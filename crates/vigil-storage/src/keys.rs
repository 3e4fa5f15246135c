//! Key layout in the backing store
//!
//! ```text
//! /vigil.io/organizations/<org>
//! /vigil.io/environments/<org>/<env>
//! /vigil.io/entities/<org>/<env>/<entity>
//! /vigil.io/checks/<org>/<env>/<check>
//! /vigil.io/events/<org>/<env>/<entity>/<check>
//! /vigil.io/users/<username>
//! ```
//!
//! Collection prefixes end with a separator so that listing `entity1` never
//! returns records of `entity10`.

use vigil_core::{Result, TenantKey, tenant::validate_segment};

pub const ROOT: &str = "/vigil.io";

fn tenant_prefix(collection: &str, tenant: &TenantKey) -> String {
    format!(
        "{}/{}/{}/{}/",
        ROOT,
        collection,
        tenant.organization(),
        tenant.environment()
    )
}

pub fn organization(name: &str) -> Result<String> {
    validate_segment("organization", name)?;
    Ok(format!("{}/organizations/{}", ROOT, name))
}

pub fn organizations_prefix() -> String {
    format!("{}/organizations/", ROOT)
}

/// Existence of this key is what makes a tenant real.
pub fn environment(tenant: &TenantKey) -> String {
    format!(
        "{}/environments/{}/{}",
        ROOT,
        tenant.organization(),
        tenant.environment()
    )
}

pub fn environments_prefix(organization: &str) -> Result<String> {
    validate_segment("organization", organization)?;
    Ok(format!("{}/environments/{}/", ROOT, organization))
}

pub fn entities_prefix(tenant: &TenantKey) -> String {
    tenant_prefix("entities", tenant)
}

pub fn entity(tenant: &TenantKey, name: &str) -> Result<String> {
    validate_segment("entity name", name)?;
    Ok(format!("{}{}", entities_prefix(tenant), name))
}

pub fn checks_prefix(tenant: &TenantKey) -> String {
    tenant_prefix("checks", tenant)
}

pub fn check(tenant: &TenantKey, name: &str) -> Result<String> {
    validate_segment("check name", name)?;
    Ok(format!("{}{}", checks_prefix(tenant), name))
}

pub fn events_prefix(tenant: &TenantKey) -> String {
    tenant_prefix("events", tenant)
}

pub fn entity_events_prefix(tenant: &TenantKey, entity: &str) -> Result<String> {
    validate_segment("entity name", entity)?;
    Ok(format!("{}{}/", events_prefix(tenant), entity))
}

pub fn event(tenant: &TenantKey, entity: &str, check: &str) -> Result<String> {
    let prefix = entity_events_prefix(tenant, entity)?;
    validate_segment("check name", check)?;
    Ok(format!("{}{}", prefix, check))
}

pub fn users_prefix() -> String {
    format!("{}/users/", ROOT)
}

pub fn user(username: &str) -> Result<String> {
    validate_segment("username", username)?;
    Ok(format!("{}{}", users_prefix(), username))
}

#[cfg(test)]
mod tests {
    use super::*;

    fn tenant() -> TenantKey {
        TenantKey::new("org1", "env1").unwrap()
    }

    #[test]
    fn test_event_key() {
        assert_eq!(
            event(&tenant(), "entity1", "check1").unwrap(),
            "/vigil.io/events/org1/env1/entity1/check1"
        );
    }

    #[test]
    fn test_event_key_requires_both_names() {
        assert!(event(&tenant(), "", "check1").unwrap_err().is_invalid_argument());
        assert!(event(&tenant(), "entity1", "").unwrap_err().is_invalid_argument());
        assert!(event(&tenant(), "", "").is_err());
    }

    #[test]
    fn test_malformed_segments_rejected() {
        assert!(event(&tenant(), "a/b", "check1").is_err());
        assert!(entity(&tenant(), "a/b").is_err());
        assert!(user("x/y").is_err());
    }

    #[test]
    fn test_entity_prefix_does_not_match_longer_names() {
        let prefix = entity_events_prefix(&tenant(), "entity1").unwrap();
        let other = event(&tenant(), "entity10", "check1").unwrap();
        assert!(!other.starts_with(&prefix));
    }

    #[test]
    fn test_tenant_collections_are_isolated() {
        let other = TenantKey::new("org1", "env10").unwrap();
        assert!(!events_prefix(&other).starts_with(&events_prefix(&tenant())));
        assert!(!event(&other, "e", "c").unwrap().starts_with(&events_prefix(&tenant())));
    }

    #[test]
    fn test_environment_key() {
        assert_eq!(environment(&tenant()), "/vigil.io/environments/org1/env1");
        assert!(environment(&tenant()).starts_with(&environments_prefix("org1").unwrap()));
    }
}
———
**What the task requires**
Within the entries above, find every line where the string "ROOT" occurs, and copy it.

**Response**
pub const ROOT: &str = "/vigil.io";
        ROOT,
    Ok(format!("{}/organizations/{}", ROOT, name))
    format!("{}/organizations/", ROOT)
        ROOT,
    Ok(format!("{}/environments/{}/", ROOT, organization))
    format!("{}/users/", ROOT)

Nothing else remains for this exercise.